#### [TASK REQUIREMENTS]
Select, from the data, each line where "format" occurs.

#### [RECORDED DATA]
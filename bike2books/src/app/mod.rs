mod bike2books_app;
mod bike2books_config;
mod origin_args;

pub use bike2books_app::{Bike2BooksApp, Bike2BooksOperation};
pub use bike2books_config::{Bike2BooksConfig, DEFAULT_CONFIG};
pub use origin_args::OriginArgs;
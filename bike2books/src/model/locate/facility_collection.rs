use std::{path::Path, str::FromStr};

use bike2books_core::util::geo_utils::{self, GeoPoint};
use geojson::GeoJson;

use super::{nearest_facility, Facility, NearestFacility};
use crate::error::Bike2BooksError;

/// property holding the facility name on each GeoJSON feature
pub const NAME_PROPERTY: &str = "name";

/// an ordered, read-only set of facilities
#[derive(Clone, Debug, Default, PartialEq)]
pub struct FacilityCollection {
    facilities: Vec<Facility>,
}

impl From<Vec<Facility>> for FacilityCollection {
    fn from(facilities: Vec<Facility>) -> Self {
        Self { facilities }
    }
}

impl FacilityCollection {
    pub fn len(&self) -> usize {
        self.facilities.len()
    }

    pub fn is_empty(&self) -> bool {
        self.facilities.is_empty()
    }

    pub fn iter(&self) -> std::slice::Iter<'_, Facility> {
        self.facilities.iter()
    }

    pub fn facilities(&self) -> &[Facility] {
        &self.facilities
    }

    /// see [`nearest_facility`]
    pub fn nearest(&self, location: &GeoPoint) -> Result<NearestFacility, Bike2BooksError> {
        nearest_facility(location, &self.facilities)
    }

    /// reads a facility collection from a GeoJSON file
    pub fn from_geojson_file<P: AsRef<Path>>(path: P) -> Result<Self, Bike2BooksError> {
        let path = path.as_ref();
        let contents = std::fs::read_to_string(path).map_err(|e| {
            Bike2BooksError::InvalidDataset(format!(
                "unable to load file {}: {e}",
                path.to_string_lossy()
            ))
        })?;
        let collection = Self::from_geojson_str(&contents).map_err(|e| match e {
            Bike2BooksError::InvalidDataset(msg) => {
                Bike2BooksError::InvalidDataset(format!("{}: {msg}", path.to_string_lossy()))
            }
            other => other,
        })?;
        log::debug!(
            "read {} facilities from {}",
            collection.len(),
            path.to_string_lossy()
        );
        Ok(collection)
    }

    /// reads a facility collection from a GeoJSON FeatureCollection. every
    /// feature must have a Point geometry and a string `name` property.
    /// feature order is preserved.
    pub fn from_geojson_str(contents: &str) -> Result<Self, Bike2BooksError> {
        let dataset = GeoJson::from_str(contents).map_err(|e| {
            Bike2BooksError::InvalidDataset(format!("failed to read as GeoJSON: {e}"))
        })?;
        let feature_collection = match dataset {
            GeoJson::Geometry(_) => Err(Bike2BooksError::InvalidDataset(String::from(
                "facilities must be a FeatureCollection but found single 'Geometry'",
            ))),
            GeoJson::Feature(_) => Err(Bike2BooksError::InvalidDataset(String::from(
                "facilities must be a FeatureCollection but found single 'Feature'",
            ))),
            GeoJson::FeatureCollection(feature_collection) => Ok(feature_collection),
        }?;

        let facilities = feature_collection
            .features
            .into_iter()
            .enumerate()
            .map(|(idx, feature)| feature_to_facility(idx, feature))
            .collect::<Result<Vec<_>, _>>()?;
        Ok(Self { facilities })
    }
}

impl<'a> IntoIterator for &'a FacilityCollection {
    type Item = &'a Facility;
    type IntoIter = std::slice::Iter<'a, Facility>;

    fn into_iter(self) -> Self::IntoIter {
        self.facilities.iter()
    }
}

/// helper to unpack a single feature into a facility
fn feature_to_facility(idx: usize, feature: geojson::Feature) -> Result<Facility, Bike2BooksError> {
    let geometry = feature.geometry.ok_or_else(|| {
        Bike2BooksError::InvalidDataset(format!("feature {idx} has no geometry"))
    })?;
    let location: GeoPoint = match geometry.value {
        geojson::Value::Point(coordinates) => match coordinates.as_slice() {
            [x, y, ..] => Ok(geo_utils::lon_lat(*x, *y)),
            _ => Err(Bike2BooksError::InvalidDataset(format!(
                "feature {idx} has a Point geometry with fewer than two coordinates"
            ))),
        },
        _ => Err(Bike2BooksError::InvalidDataset(format!(
            "feature {idx} must have a Point geometry"
        ))),
    }?;

    let name = feature
        .properties
        .as_ref()
        .and_then(|properties| properties.get(NAME_PROPERTY))
        .and_then(|value| value.as_str())
        .ok_or_else(|| {
            Bike2BooksError::InvalidDataset(format!(
                "feature {idx} is missing a string '{NAME_PROPERTY}' property"
            ))
        })?;

    Ok(Facility::new(name, location))
}
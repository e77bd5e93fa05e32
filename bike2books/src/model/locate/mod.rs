mod facility;
mod facility_collection;
mod library_locator;
mod nearest_facility;

pub use facility::Facility;
pub use facility_collection::FacilityCollection;
pub use library_locator::LibraryLocator;
pub use nearest_facility::{nearest_facility, NearestFacility};
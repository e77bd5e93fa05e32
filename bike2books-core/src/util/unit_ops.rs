use uom::si::f64::Length;

/// miles of latitude per degree at any location on a spherical earth.
pub const MILES_PER_DEGREE_LATITUDE: f64 = 69.0;

/// miles of longitude per degree at the equator.
pub const MILES_PER_DEGREE_LONGITUDE_AT_EQUATOR: f64 = 69.17;

pub fn meters_to_miles(meters: f64) -> f64 {
    Length::new::<uom::si::length::meter>(meters).get::<uom::si::length::mile>()
}

/// approximate miles spanned by one degree at the given latitude, taken as
/// the mean of the north-south and east-west spans so that a circle of
/// degrees stays roughly circular in miles.
///
/// # Arguments
///
/// * `latitude` - latitude in degrees
///
/// # Returns
///
/// * miles per degree. approaches `MILES_PER_DEGREE_LATITUDE / 2` at the poles.
pub fn miles_per_degree_at_latitude(latitude: f64) -> f64 {
    let east_west = MILES_PER_DEGREE_LONGITUDE_AT_EQUATOR * latitude.to_radians().cos();
    (MILES_PER_DEGREE_LATITUDE + east_west) / 2.0
}
pub mod util;
use bike2books_core::util::geo_utils::GeoPoint;

/// a named point of interest, such as a library branch
#[derive(Clone, Debug, PartialEq)]
pub struct Facility {
    pub name: String,
    pub location: GeoPoint,
}

impl Facility {
    pub fn new<S: Into<String>>(name: S, location: GeoPoint) -> Self {
        Self {
            name: name.into(),
            location,
        }
    }
}
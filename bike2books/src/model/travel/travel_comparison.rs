use uom::si::f64::{Length, Time};

use super::TravelMode;

/// bike and drive estimates between the same two points
#[derive(Clone, Copy, Debug, PartialEq)]
pub struct TravelComparison {
    pub distance: Length,
    pub bike: Time,
    pub drive: Time,
}

impl TravelComparison {
    /// the mode with the shorter estimate. biking wins ties.
    pub fn faster(&self) -> TravelMode {
        if self.bike <= self.drive {
            TravelMode::Bike
        } else {
            TravelMode::Drive
        }
    }

    pub fn time(&self, mode: TravelMode) -> Time {
        match mode {
            TravelMode::Bike => self.bike,
            TravelMode::Drive => self.drive,
        }
    }
}
use bike2books_core::util::{
    geo_utils::{self, GeoPoint},
    unit_ops,
};
use serde::{Deserialize, Serialize};

use crate::error::Bike2BooksError;

/// rule of thumb for miles per degree around downtown San Diego.
pub const DEFAULT_MILES_PER_DEGREE: f64 = 66.9;

/// converts a sample radius in miles into a radius in degrees of
/// latitude/longitude.
#[derive(Deserialize, Serialize, Clone, Copy, Debug, PartialEq)]
#[serde(rename_all = "snake_case", tag = "type")]
pub enum DegreeConversion {
    /// a constant number of miles per degree, only accurate near the
    /// latitude it was chosen for.
    Fixed { miles_per_degree: f64 },
    /// derives miles per degree from the latitude of the sample center.
    Latitude,
}

impl Default for DegreeConversion {
    fn default() -> Self {
        DegreeConversion::Fixed {
            miles_per_degree: DEFAULT_MILES_PER_DEGREE,
        }
    }
}

impl DegreeConversion {
    pub fn validate(&self) -> Result<(), Bike2BooksError> {
        match self {
            DegreeConversion::Fixed { miles_per_degree } => {
                if miles_per_degree.is_finite() && *miles_per_degree > 0.0 {
                    Ok(())
                } else {
                    Err(Bike2BooksError::InvalidConfiguration(format!(
                        "miles per degree must be strictly positive, found {miles_per_degree}"
                    )))
                }
            }
            DegreeConversion::Latitude => Ok(()),
        }
    }

    /// miles spanned by one degree around the given center. the latitude
    /// conversion fails for centers where the derived value is not strictly
    /// positive.
    pub fn miles_per_degree(&self, center: &GeoPoint) -> Result<f64, Bike2BooksError> {
        self.validate()?;
        match self {
            DegreeConversion::Fixed { miles_per_degree } => Ok(*miles_per_degree),
            DegreeConversion::Latitude => {
                let lat = geo_utils::lat(center);
                let miles_per_degree = unit_ops::miles_per_degree_at_latitude(lat);
                if miles_per_degree.is_finite() && miles_per_degree > 0.0 {
                    Ok(miles_per_degree)
                } else {
                    Err(Bike2BooksError::InvalidConfiguration(format!(
                        "miles per degree at latitude {lat} must be strictly positive, found {miles_per_degree}"
                    )))
                }
            }
        }
    }

    /// converts a distance in miles around `center` into degrees
    pub fn miles_to_degrees(&self, miles: f64, center: &GeoPoint) -> Result<f64, Bike2BooksError> {
        let miles_per_degree = self.miles_per_degree(center)?;
        Ok(miles / miles_per_degree)
    }
}
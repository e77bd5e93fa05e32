use bike2books_core::util::geo_utils::{self, GeoPoint};
use serde::{Deserialize, Serialize};

/// a sampled trip origin, tagged with its position in the batch
#[derive(Clone, Copy, Debug, PartialEq)]
pub struct Trip {
    pub index: usize,
    pub location: GeoPoint,
}

/// flat (index, lon, lat) row used for tabular output
#[derive(Serialize, Deserialize, Clone, Copy, Debug, PartialEq)]
pub struct TripRow {
    pub index: usize,
    pub lon: f64,
    pub lat: f64,
}

impl Trip {
    pub fn new(index: usize, location: GeoPoint) -> Self {
        Self { index, location }
    }

    pub fn lon(&self) -> f64 {
        geo_utils::lon(&self.location)
    }

    pub fn lat(&self) -> f64 {
        geo_utils::lat(&self.location)
    }

    pub fn as_tuple(&self) -> (usize, f64, f64) {
        (self.index, self.lon(), self.lat())
    }
}

impl From<&Trip> for TripRow {
    fn from(trip: &Trip) -> Self {
        TripRow {
            index: trip.index,
            lon: trip.lon(),
            lat: trip.lat(),
        }
    }
}
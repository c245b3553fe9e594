//! Participant — the domain profile tied to an authenticated account.
//!
//! Account creation and token issuance live in the identity subsystem; this
//! crate only references accounts by their external identifier.

use chrono::NaiveDate;
use serde::{Deserialize, Serialize};
use validator::Validate;

/// A persisted participant profile. `id` is assigned by the store.
#[derive(Debug, Clone, Serialize, Deserialize)]
pub struct Participant {
  pub id:            i64,
  pub first_name:    String,
  pub last_name:     String,
  pub date_of_birth: NaiveDate,
  pub email:         String,
  /// External user-account identifier; unique per participant.
  pub account_id:    String,
}

/// Input to [`crate::store::ParticipantStore::create_participant`].
#[derive(Debug, Clone, Deserialize, Validate)]
pub struct NewParticipant {
  #[validate(length(min = 1, message = "first name is required"))]
  pub first_name:    String,
  #[validate(length(min = 1, message = "last name is required"))]
  pub last_name:     String,
  pub date_of_birth: NaiveDate,
  #[validate(email(message = "email address is not valid"))]
  pub email:         String,
  #[validate(length(min = 1, message = "account id is required"))]
  pub account_id:    String,
}

/// Partial profile update; present fields are written, absent fields are
/// left untouched. The account reference is immutable.
#[derive(Debug, Clone, Default, Deserialize, Validate)]
pub struct ParticipantPatch {
  #[validate(length(min = 1, message = "first name is required"))]
  pub first_name:    Option<String>,
  #[validate(length(min = 1, message = "last name is required"))]
  pub last_name:     Option<String>,
  pub date_of_birth: Option<NaiveDate>,
  #[validate(email(message = "email address is not valid"))]
  pub email:         Option<String>,
}

impl ParticipantPatch {
  pub fn is_empty(&self) -> bool {
    self.first_name.is_none()
      && self.last_name.is_none()
      && self.date_of_birth.is_none()
      && self.email.is_none()
  }

  pub fn apply(&self, participant: &mut Participant) {
    if let Some(first_name) = &self.first_name {
      participant.first_name = first_name.clone();
    }
    if let Some(last_name) = &self.last_name {
      participant.last_name = last_name.clone();
    }
    if let Some(date_of_birth) = self.date_of_birth {
      participant.date_of_birth = date_of_birth;
    }
    if let Some(email) = &self.email {
      participant.email = email.clone();
    }
  }
}

/// Outcome of a participant insert; `account_id` carries a uniqueness
/// constraint, reported as a typed variant rather than a generic error.
#[derive(Debug, Clone)]
pub enum ParticipantInsert {
  Created(Participant),
  /// A profile already exists for this account identifier.
  DuplicateAccount,
}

#### [PROBLEM SOLUTION]
            Bike2BooksError::InvalidDataset(format!(
                Bike2BooksError::InvalidDataset(format!("{}: {msg}", path.to_string_lossy()))
            Bike2BooksError::InvalidDataset(format!("failed to read as GeoJSON: {e}"))
        Bike2BooksError::InvalidDataset(format!("feature {idx} has no geometry"))
            _ => Err(Bike2BooksError::InvalidDataset(format!(
        _ => Err(Bike2BooksError::InvalidDataset(format!(
            Bike2BooksError::InvalidDataset(format!(
                    Err(Bike2BooksError::InvalidConfiguration(format!(
                    Err(Bike2BooksError::InvalidConfiguration(format!(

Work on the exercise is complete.